▶ Exercise brief
Start at the top line and retype the data exactly through to the end.
====== Provided entries
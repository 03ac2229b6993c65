//! Events crossing the engine boundary.
//!
//! [`SensorEvent`] is published when a stored value changes; [`GpioEvent`]
//! is the inbound edge notification sent by the gpio service.

use crate::sensors::{SensorKind, SensorRecord};
use serde::{Deserialize, Serialize};

/// Value change announced on the event bus.
#[derive(Debug, Clone, PartialEq, Serialize)]
#[serde(untagged)]
pub enum SensorEvent {
    TemperatureUpdate {
        sensor: String,
        celsius: f64,
        fahrenheit: f64,
        lastupdate: i64,
        device_id: String,
    },
    HumidityUpdate {
        sensor: String,
        humidity: f64,
        lastupdate: i64,
        device_id: String,
    },
    MotionOn {
        sensor: String,
        lastupdate: i64,
        device_id: String,
    },
    MotionOff {
        sensor: String,
        duration: f64,
        lastupdate: i64,
        device_id: String,
    },
}

impl SensorEvent {
    /// Value update for a polled record, `None` while it has no value.
    pub fn value_update(record: &SensorRecord) -> Option<Self> {
        match &record.kind {
            SensorKind::Temperature(state) => Some(SensorEvent::TemperatureUpdate {
                sensor: record.name.clone(),
                celsius: state.celsius?,
                fahrenheit: state.fahrenheit?,
                lastupdate: record.lastupdate,
                device_id: record.uuid.clone(),
            }),
            SensorKind::Humidity(state) => Some(SensorEvent::HumidityUpdate {
                sensor: record.name.clone(),
                humidity: state.humidity?,
                lastupdate: record.lastupdate,
                device_id: record.uuid.clone(),
            }),
            SensorKind::Motion(_) => None,
        }
    }

    pub fn name(&self) -> &'static str {
        match self {
            SensorEvent::TemperatureUpdate { .. } => "sensors.temperature.update",
            SensorEvent::HumidityUpdate { .. } => "sensors.humidity.update",
            SensorEvent::MotionOn { .. } => "sensors.motion.on",
            SensorEvent::MotionOff { .. } => "sensors.motion.off",
        }
    }

    pub fn sensor(&self) -> &str {
        match self {
            SensorEvent::TemperatureUpdate { sensor, .. }
            | SensorEvent::HumidityUpdate { sensor, .. }
            | SensorEvent::MotionOn { sensor, .. }
            | SensorEvent::MotionOff { sensor, .. } => sensor,
        }
    }

    pub fn device_id(&self) -> &str {
        match self {
            SensorEvent::TemperatureUpdate { device_id, .. }
            | SensorEvent::HumidityUpdate { device_id, .. }
            | SensorEvent::MotionOn { device_id, .. }
            | SensorEvent::MotionOff { device_id, .. } => device_id,
        }
    }
}

/// Outbound side of the event bus. Publishing never fails the caller.
pub trait EventPublisher: Send + Sync {
    fn publish(&self, event: &SensorEvent);
}

/// Line level transition reported by the gpio service.
#[derive(Debug, Clone, Copy, PartialEq, Eq, Serialize, Deserialize)]
pub enum Edge {
    #[serde(rename = "gpios.gpio.on")]
    Rising,
    #[serde(rename = "gpios.gpio.off")]
    Falling,
}

#[derive(Debug, Clone, Default, PartialEq, Serialize, Deserialize)]
pub struct GpioEventParams {
    /// Sent while the gpio service replays line states at startup
    #[serde(default)]
    pub init: bool,
    /// Seconds the line stayed high (falling edges only)
    #[serde(default, skip_serializing_if = "Option::is_none")]
    pub duration: Option<f64>,
}

#[derive(Debug, Clone, PartialEq, Serialize, Deserialize)]
pub struct GpioEvent {
    pub event: Edge,
    /// Allocation identifier of the line
    pub device_id: String,
    #[serde(default)]
    pub params: GpioEventParams,
}

impl GpioEvent {
    pub fn rising(device_id: impl Into<String>) -> Self {
        Self {
            event: Edge::Rising,
            device_id: device_id.into(),
            params: GpioEventParams::default(),
        }
    }

    pub fn falling(device_id: impl Into<String>, duration: Option<f64>) -> Self {
        Self {
            event: Edge::Falling,
            device_id: device_id.into(),
            params: GpioEventParams {
                init: false,
                duration,
            },
        }
    }
}

#[cfg(test)]
mod tests {
    use super::*;
    use crate::sensors::test_gpio;
    use serde_json::json;

    #[test]
    fn test_value_update_needs_a_value() {
        let mut record = SensorRecord::dht22_humidity("attic", test_gpio("GPIO17", "g", 11), 30);
        record.uuid = "h-1".to_string();
        assert!(SensorEvent::value_update(&record).is_none());

        record.humidity_mut().unwrap().humidity = Some(45.0);
        let event = SensorEvent::value_update(&record).unwrap();
        assert_eq!(event.name(), "sensors.humidity.update");
        assert_eq!(event.device_id(), "h-1");
    }

    #[test]
    fn test_payload_shape() {
        let event = SensorEvent::MotionOff {
            sensor: "hall".to_string(),
            duration: 12.5,
            lastupdate: 1700000000,
            device_id: "m-1".to_string(),
        };
        assert_eq!(
            serde_json::to_value(&event).unwrap(),
            json!({
                "sensor": "hall",
                "duration": 12.5,
                "lastupdate": 1700000000,
                "device_id": "m-1",
            })
        );
    }

    #[test]
    fn test_gpio_event_from_json() {
        let event: GpioEvent = serde_json::from_value(json!({
            "event": "gpios.gpio.off",
            "device_id": "g-18",
            "params": {"init": false, "duration": 4.0},
        }))
        .unwrap();
        assert_eq!(event, GpioEvent::falling("g-18", Some(4.0)));

        let event: GpioEvent = serde_json::from_value(json!({
            "event": "gpios.gpio.on",
            "device_id": "g-18",
        }))
        .unwrap();
        assert_eq!(event.event, Edge::Rising);
        assert!(!event.params.init);

        assert!(
            serde_json::from_value::<GpioEvent>(json!({
                "event": "gpios.gpio.toggle",
                "device_id": "g-18",
            }))
            .is_err()
        );
    }
}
============
▶ Task result
repository 03ac2229b6993c65
//! Events crossing the engine boundary.
//!
//! [`SensorEvent`] is published when a stored value changes; [`GpioEvent`]
//! is the inbound edge notification sent by the gpio service.

use crate::sensors::{SensorKind, SensorRecord};
use serde::{Deserialize, Serialize};

/// Value change announced on the event bus.
#[derive(Debug, Clone, PartialEq, Serialize)]
#[serde(untagged)]
pub enum SensorEvent {
    TemperatureUpdate {
        sensor: String,
        celsius: f64,
        fahrenheit: f64,
        lastupdate: i64,
        device_id: String,
    },
    HumidityUpdate {
        sensor: String,
        humidity: f64,
        lastupdate: i64,
        device_id: String,
    },
    MotionOn {
        sensor: String,
        lastupdate: i64,
        device_id: String,
    },
    MotionOff {
        sensor: String,
        duration: f64,
        lastupdate: i64,
        device_id: String,
    },
}

impl SensorEvent {
    /// Value update for a polled record, `None` while it has no value.
    pub fn value_update(record: &SensorRecord) -> Option<Self> {
        match &record.kind {
            SensorKind::Temperature(state) => Some(SensorEvent::TemperatureUpdate {
                sensor: record.name.clone(),
                celsius: state.celsius?,
                fahrenheit: state.fahrenheit?,
                lastupdate: record.lastupdate,
                device_id: record.uuid.clone(),
            }),
            SensorKind::Humidity(state) => Some(SensorEvent::HumidityUpdate {
                sensor: record.name.clone(),
                humidity: state.humidity?,
                lastupdate: record.lastupdate,
                device_id: record.uuid.clone(),
            }),
            SensorKind::Motion(_) => None,
        }
    }

    pub fn name(&self) -> &'static str {
        match self {
            SensorEvent::TemperatureUpdate { .. } => "sensors.temperature.update",
            SensorEvent::HumidityUpdate { .. } => "sensors.humidity.update",
            SensorEvent::MotionOn { .. } => "sensors.motion.on",
            SensorEvent::MotionOff { .. } => "sensors.motion.off",
        }
    }

    pub fn sensor(&self) -> &str {
        match self {
            SensorEvent::TemperatureUpdate { sensor, .. }
            | SensorEvent::HumidityUpdate { sensor, .. }
            | SensorEvent::MotionOn { sensor, .. }
            | SensorEvent::MotionOff { sensor, .. } => sensor,
        }
    }

    pub fn device_id(&self) -> &str {
        match self {
            SensorEvent::TemperatureUpdate { device_id, .. }
            | SensorEvent::HumidityUpdate { device_id, .. }
            | SensorEvent::MotionOn { device_id, .. }
            | SensorEvent::MotionOff { device_id, .. } => device_id,
        }
    }
}

/// Outbound side of the event bus. Publishing never fails the caller.
pub trait EventPublisher: Send + Sync {
    fn publish(&self, event: &SensorEvent);
}

/// Line level transition reported by the gpio service.
#[derive(Debug, Clone, Copy, PartialEq, Eq, Serialize, Deserialize)]
pub enum Edge {
    #[serde(rename = "gpios.gpio.on")]
    Rising,
    #[serde(rename = "gpios.gpio.off")]
    Falling,
}

#[derive(Debug, Clone, Default, PartialEq, Serialize, Deserialize)]
pub struct GpioEventParams {
    /// Sent while the gpio service replays line states at startup
    #[serde(default)]
    pub init: bool,
    /// Seconds the line stayed high (falling edges only)
    #[serde(default, skip_serializing_if = "Option::is_none")]
    pub duration: Option<f64>,
}

#[derive(Debug, Clone, PartialEq, Serialize, Deserialize)]
pub struct GpioEvent {
    pub event: Edge,
    /// Allocation identifier of the line
    pub device_id: String,
    #[serde(default)]
    pub params: GpioEventParams,
}

impl GpioEvent {
    pub fn rising(device_id: impl Into<String>) -> Self {
        Self {
            event: Edge::Rising,
            device_id: device_id.into(),
            params: GpioEventParams::default(),
        }
    }

    pub fn falling(device_id: impl Into<String>, duration: Option<f64>) -> Self {
        Self {
            event: Edge::Falling,
            device_id: device_id.into(),
            params: GpioEventParams {
                init: false,
                duration,
            },
        }
    }
}

#[cfg(test)]
mod tests {
    use super::*;
    use crate::sensors::test_gpio;
    use serde_json::json;

    #[test]
    fn test_value_update_needs_a_value() {
        let mut record = SensorRecord::dht22_humidity("attic", test_gpio("GPIO17", "g", 11), 30);
        record.uuid = "h-1".to_string();
        assert!(SensorEvent::value_update(&record).is_none());

        record.humidity_mut().unwrap().humidity = Some(45.0);
        let event = SensorEvent::value_update(&record).unwrap();
        assert_eq!(event.name(), "sensors.humidity.update");
        assert_eq!(event.device_id(), "h-1");
    }

    #[test]
    fn test_payload_shape() {
        let event = SensorEvent::MotionOff {
            sensor: "hall".to_string(),
            duration: 12.5,
            lastupdate: 1700000000,
            device_id: "m-1".to_string(),
        };
        assert_eq!(
            serde_json::to_value(&event).unwrap(),
            json!({
                "sensor": "hall",
                "duration": 12.5,
                "lastupdate": 1700000000,
                "device_id": "m-1",
            })
        );
    }

    #[test]
    fn test_gpio_event_from_json() {
        let event: GpioEvent = serde_json::from_value(json!({
            "event": "gpios.gpio.off",
            "device_id": "g-18",
            "params": {"init": false, "duration": 4.0},
        }))
        .unwrap();
        assert_eq!(event, GpioEvent::falling("g-18", Some(4.0)));

        let event: GpioEvent = serde_json::from_value(json!({
            "event": "gpios.gpio.on",
            "device_id": "g-18",
        }))
        .unwrap();
        assert_eq!(event.event, Edge::Rising);
        assert!(!event.params.init);

        assert!(
            serde_json::from_value::<GpioEvent>(json!({
                "event": "gpios.gpio.toggle",
                "device_id": "g-18",
            }))
            .is_err()
        );
    }
}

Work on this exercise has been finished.